BEGIN

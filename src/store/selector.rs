//-
// Copyright (c) 2024, the Arcmail Developers
//
// This file is part of Arcmail.
//
// Arcmail is free software: you can  redistribute it and/or modify it under
// the terms of  the GNU General Public License as  published by the Free
// Software Foundation, either version 3 of the License, or (at your option)
// any later version.
//
// Arcmail is distributed in the hope that  it will be useful, but WITHOUT ANY
// WARRANTY; without  even the implied  warranty of MERCHANTABILITY  or FITNESS
// FOR  A PARTICULAR  PURPOSE.  See the  GNU General  Public  License for  more
// details.
//
// You should have received a copy of the GNU General Public License along with
// Arcmail. If not, see <http://www.gnu.org/licenses/>.

//! Search selectors and their compilation to SQL.
//!
//! A selector is a boolean expression over message predicates. It compiles
//! to a `select distinct` over `mailbox_messages mm` (or
//! `deleted_messages mm`, for undelete searches); predicates become
//! `exists` subqueries against the satellite tables, so and/or/not compose
//! without join bookkeeping. The selector owns the `$n` placeholder
//! numbering; later consumers (the sort planner) continue it via
//! `place_holder`.

use std::cell::Cell;

use chrono::NaiveDate;
use itertools::Itertools;

use crate::db::query::{Query, QueryRef, Value};

use super::model::{MailboxId, UidSet, UserId};

/// One node of the selector expression.
#[derive(Clone, Debug, PartialEq)]
pub enum Cond {
    /// Matches every message.
    All,
    /// Matches no message.
    Nothing,
    Uid(UidSet),
    /// Flag set membership, by (case-insensitive) flag name.
    Flag(String),
    /// Header-field substring match.
    HeaderField { name: String, pattern: String },
    /// Body text substring match.
    Body(String),
    /// `modseq` at least this value.
    ModseqAtLeast(u64),
    /// `rfc822size` strictly greater.
    Larger(u32),
    /// `rfc822size` strictly smaller.
    Smaller(u32),
    /// Internal date strictly before this day.
    Before(NaiveDate),
    /// Internal date within this day.
    On(NaiveDate),
    /// Internal date on or after this day.
    Since(NaiveDate),
    And(Vec<Cond>),
    Or(Vec<Cond>),
    Not(Box<Cond>),
}

#[derive(Debug)]
pub struct Selector {
    root: Cond,
    placeholders: Cell<u32>,
}

impl Selector {
    pub fn new(root: Cond) -> Self {
        Selector {
            root,
            placeholders: Cell::new(0),
        }
    }

    pub fn from_uid_set(set: UidSet) -> Self {
        Selector::new(Cond::Uid(set))
    }

    pub fn root(&self) -> &Cond {
        &self.root
    }

    /// Applies boolean simplification: double negation, constant folding,
    /// and empty/singleton and-or collapse. Idempotent.
    pub fn simplify(&mut self) {
        self.root = simplify_cond(std::mem::replace(
            &mut self.root,
            Cond::All,
        ));
    }

    /// The UID-set form, if the selector reduces to one.
    pub fn message_set(&self) -> Option<&UidSet> {
        match self.root {
            Cond::Uid(ref set) => Some(set),
            _ => None,
        }
    }

    /// Whether this selects from a single mailbox based only on UIDs.
    pub fn is_uid_only(&self) -> bool {
        self.message_set().is_some()
    }

    /// Allocates the next `$n` placeholder number.
    ///
    /// Consumers that extend the rendered query (the sort planner) use
    /// this so their bindings continue the selector's numbering.
    pub fn place_holder(&self) -> u32 {
        let n = self.placeholders.get() + 1;
        self.placeholders.set(n);
        n
    }

    /// Compiles to a query over the mailbox.
    ///
    /// `wanted` lists the `mm` columns to project; callers extend it to
    /// drive their row decoders. `deleted` selects from
    /// `deleted_messages` instead, for undelete searches. `order` appends
    /// `order by mm.uid`.
    pub fn query(
        &self,
        _user: Option<UserId>,
        mailbox: MailboxId,
        deleted: bool,
        wanted: &[&str],
        order: bool,
    ) -> QueryRef {
        self.placeholders.set(0);
        let mut params: Vec<Value> = Vec::new();

        let mailbox_ph = self.place_holder();
        params.push(mailbox.into());

        let mut sql = format!(
            "select distinct mm.{} from {} mm where mm.mailbox=${}",
            wanted.iter().join(", mm."),
            if deleted {
                "deleted_messages"
            } else {
                "mailbox_messages"
            },
            mailbox_ph
        );

        let cond = self.compile(&self.root, &mut params);
        if "true" != cond {
            sql.push_str(" and ");
            sql.push_str(&cond);
        }

        if order {
            sql.push_str(" order by mm.uid");
        }

        let q = Query::new(sql);
        for p in params {
            q.borrow_mut().bind(p);
        }
        q
    }

    fn compile(&self, cond: &Cond, params: &mut Vec<Value>) -> String {
        match *cond {
            Cond::All => "true".to_owned(),
            Cond::Nothing => "false".to_owned(),

            Cond::Uid(ref set) => set.where_clause("mm.uid"),

            Cond::Flag(ref name) => {
                let ph = self.place_holder();
                params.push(name.as_str().into());
                format!(
                    "exists (select 1 from flags f \
                     join flag_names fn on (f.flag=fn.id) \
                     where f.mailbox=mm.mailbox and f.uid=mm.uid \
                       and lower(fn.name)=lower(${}))",
                    ph
                )
            },

            Cond::HeaderField {
                ref name,
                ref pattern,
            } => {
                let name_ph = self.place_holder();
                params.push(name.as_str().into());
                let pat_ph = self.place_holder();
                params.push(format!("%{}%", like_escape(pattern)).into());
                format!(
                    "exists (select 1 from header_fields hf \
                     join field_names fn on (hf.field=fn.id) \
                     where hf.message=mm.message \
                       and lower(fn.name)=lower(${}) \
                       and hf.value like ${} escape '\\')",
                    name_ph, pat_ph
                )
            },

            Cond::Body(ref text) => {
                let ph = self.place_holder();
                params.push(format!("%{}%", like_escape(text)).into());
                format!(
                    "exists (select 1 from part_numbers pn \
                     join bodyparts bp on (pn.bodypart=bp.id) \
                     where pn.message=mm.message \
                       and bp.text like ${} escape '\\')",
                    ph
                )
            },

            Cond::ModseqAtLeast(n) => {
                let ph = self.place_holder();
                params.push(n.into());
                format!("mm.modseq>=${}", ph)
            },

            Cond::Larger(n) => {
                let ph = self.place_holder();
                params.push(n.into());
                format!(
                    "exists (select 1 from messages m \
                     where m.id=mm.message and m.rfc822size>${})",
                    ph
                )
            },

            Cond::Smaller(n) => {
                let ph = self.place_holder();
                params.push(n.into());
                format!(
                    "exists (select 1 from messages m \
                     where m.id=mm.message and m.rfc822size<${})",
                    ph
                )
            },

            Cond::Before(day) => {
                let ph = self.place_holder();
                params.push(day_start(day).into());
                format!(
                    "exists (select 1 from messages m \
                     where m.id=mm.message and m.idate<${})",
                    ph
                )
            },

            Cond::On(day) => {
                let a = self.place_holder();
                params.push(day_start(day).into());
                let b = self.place_holder();
                params.push(day_end(day).into());
                format!(
                    "exists (select 1 from messages m \
                     where m.id=mm.message \
                       and m.idate>=${} and m.idate<${})",
                    a, b
                )
            },

            Cond::Since(day) => {
                let ph = self.place_holder();
                params.push(day_start(day).into());
                format!(
                    "exists (select 1 from messages m \
                     where m.id=mm.message and m.idate>=${})",
                    ph
                )
            },

            Cond::And(ref subs) => {
                if subs.is_empty() {
                    return "true".to_owned();
                }
                format!(
                    "({})",
                    subs.iter()
                        .map(|s| self.compile(s, params))
                        .join(" and ")
                )
            },

            Cond::Or(ref subs) => {
                if subs.is_empty() {
                    return "false".to_owned();
                }
                format!(
                    "({})",
                    subs.iter()
                        .map(|s| self.compile(s, params))
                        .join(" or ")
                )
            },

            Cond::Not(ref sub) => {
                format!("not ({})", self.compile(sub, params))
            },
        }
    }
}

fn simplify_cond(cond: Cond) -> Cond {
    match cond {
        Cond::And(subs) => {
            let mut out = Vec::new();
            for sub in subs {
                match simplify_cond(sub) {
                    Cond::All => (),
                    Cond::Nothing => return Cond::Nothing,
                    // Flatten nested conjunctions.
                    Cond::And(inner) => out.extend(inner),
                    s => out.push(s),
                }
            }
            match out.len() {
                0 => Cond::All,
                1 => out.into_iter().next().unwrap(),
                _ => Cond::And(out),
            }
        },

        Cond::Or(subs) => {
            let mut out = Vec::new();
            for sub in subs {
                match simplify_cond(sub) {
                    Cond::Nothing => (),
                    Cond::All => return Cond::All,
                    Cond::Or(inner) => out.extend(inner),
                    s => out.push(s),
                }
            }
            match out.len() {
                0 => Cond::Nothing,
                1 => out.into_iter().next().unwrap(),
                _ => Cond::Or(out),
            }
        },

        Cond::Not(sub) => match simplify_cond(*sub) {
            Cond::All => Cond::Nothing,
            Cond::Nothing => Cond::All,
            Cond::Not(inner) => *inner,
            s => Cond::Not(Box::new(s)),
        },

        Cond::Uid(set) if set.is_empty() => Cond::Nothing,

        c => c,
    }
}

fn like_escape(s: &str) -> String {
    s.replace('\\', "\\\\").replace('%', "\\%").replace('_', "\\_")
}

fn day_start(day: NaiveDate) -> i64 {
    day.and_hms_opt(0, 0, 0)
        .map(|dt| dt.and_utc().timestamp())
        .unwrap_or(0)
}

fn day_end(day: NaiveDate) -> i64 {
    day.succ_opt().map(day_start).unwrap_or(i64::MAX)
}

#[cfg(test)]
mod test {
    use proptest::prelude::*;

    use super::super::model::Uid;
    use super::*;

    fn uid_cond(s: &str) -> Cond {
        Cond::Uid(UidSet::parse_imap(s).unwrap())
    }

    #[test]
    fn simplify_rules() {
        let mut s = Selector::new(Cond::Not(Box::new(Cond::Not(
            Box::new(Cond::Flag("\\Seen".to_owned())),
        ))));
        s.simplify();
        assert_eq!(&Cond::Flag("\\Seen".to_owned()), s.root());

        let mut s = Selector::new(Cond::And(vec![]));
        s.simplify();
        assert_eq!(&Cond::All, s.root());

        let mut s = Selector::new(Cond::Or(vec![]));
        s.simplify();
        assert_eq!(&Cond::Nothing, s.root());

        let mut s = Selector::new(Cond::And(vec![
            Cond::All,
            uid_cond("1:4"),
            Cond::And(vec![Cond::All]),
        ]));
        s.simplify();
        assert_eq!(&uid_cond("1:4"), s.root());

        let mut s = Selector::new(Cond::And(vec![
            uid_cond("1:4"),
            Cond::Nothing,
        ]));
        s.simplify();
        assert_eq!(&Cond::Nothing, s.root());

        let mut s = Selector::new(Cond::Or(vec![
            uid_cond("1:4"),
            Cond::All,
        ]));
        s.simplify();
        assert_eq!(&Cond::All, s.root());

        let mut s = Selector::new(Cond::Not(Box::new(Cond::All)));
        s.simplify();
        assert_eq!(&Cond::Nothing, s.root());
    }

    #[test]
    fn message_set_form() {
        let mut s = Selector::new(Cond::And(vec![uid_cond("3:9")]));
        assert_eq!(None, s.message_set());
        s.simplify();
        assert_eq!("3:9", s.message_set().unwrap().imap_form());
        assert!(s.is_uid_only());
    }

    #[test]
    fn rendered_query_shape() {
        let s = Selector::new(Cond::And(vec![
            Cond::Flag("\\Deleted".to_owned()),
            uid_cond("1:100"),
        ]));
        let q = s.query(
            None,
            MailboxId(7),
            false,
            &["mailbox", "uid"],
            true,
        );
        let q = q.borrow();
        let sql = q.sql();

        // Anchors the sort planner and the fetcher splice against.
        assert!(sql.starts_with("select distinct mm.mailbox, mm.uid"));
        assert!(sql.contains(" where "));
        assert!(sql.contains("mm.uid"));
        assert!(sql.ends_with(" order by mm.uid"));
        assert!(sql.contains("from mailbox_messages mm"));
        assert!(sql.contains("mm.mailbox=$1"));
        // The flag predicate binds $2.
        assert_eq!(2, q.params().len());
        assert_eq!(&Value::Text("\\Deleted".to_owned()), &q.params()[1]);
    }

    #[test]
    fn deleted_queries_use_deleted_messages() {
        let s = Selector::from_uid_set(UidSet::just(Uid::u(42)));
        let q = s.query(None, MailboxId(3), true, &["uid"], true);
        assert!(q
            .borrow()
            .sql()
            .contains("from deleted_messages mm"));
        assert!(q.borrow().sql().contains("mm.uid=42"));
    }

    #[test]
    fn placeholder_numbering_continues() {
        let s = Selector::new(Cond::Flag("x".to_owned()));
        let q = s.query(None, MailboxId(1), false, &["uid"], false);
        assert_eq!(2, q.borrow().params().len());
        // A later consumer picks up at $3.
        assert_eq!(3, s.place_holder());
        assert_eq!(4, s.place_holder());
    }

    fn arb_cond() -> impl Strategy<Value = Cond> {
        let leaf = prop_oneof![
            Just(Cond::All),
            Just(Cond::Nothing),
            Just(Cond::Flag("\\Seen".to_owned())),
            Just(uid_cond("1:5")),
            Just(Cond::Larger(100)),
        ];
        leaf.prop_recursive(3, 24, 4, |inner| {
            prop_oneof![
                prop::collection::vec(inner.clone(), 0..4)
                    .prop_map(Cond::And),
                prop::collection::vec(inner.clone(), 0..4)
                    .prop_map(Cond::Or),
                inner.prop_map(|c| Cond::Not(Box::new(c))),
            ]
        })
    }

    proptest! {
        #[test]
        fn simplify_is_idempotent(c in arb_cond()) {
            let mut once = Selector::new(c);
            once.simplify();
            let mut twice = Selector::new(once.root().clone());
            twice.simplify();
            prop_assert_eq!(once.root(), twice.root());
        }
    }
}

END

Problem requirements: The lines to copy are those in the records above containing the word "None".

Result:
            _ => None,
        assert_eq!(None, s.message_set());
            None,
        let q = s.query(None, MailboxId(3), true, &["uid"], true);
        let q = s.query(None, MailboxId(1), false, &["uid"], false);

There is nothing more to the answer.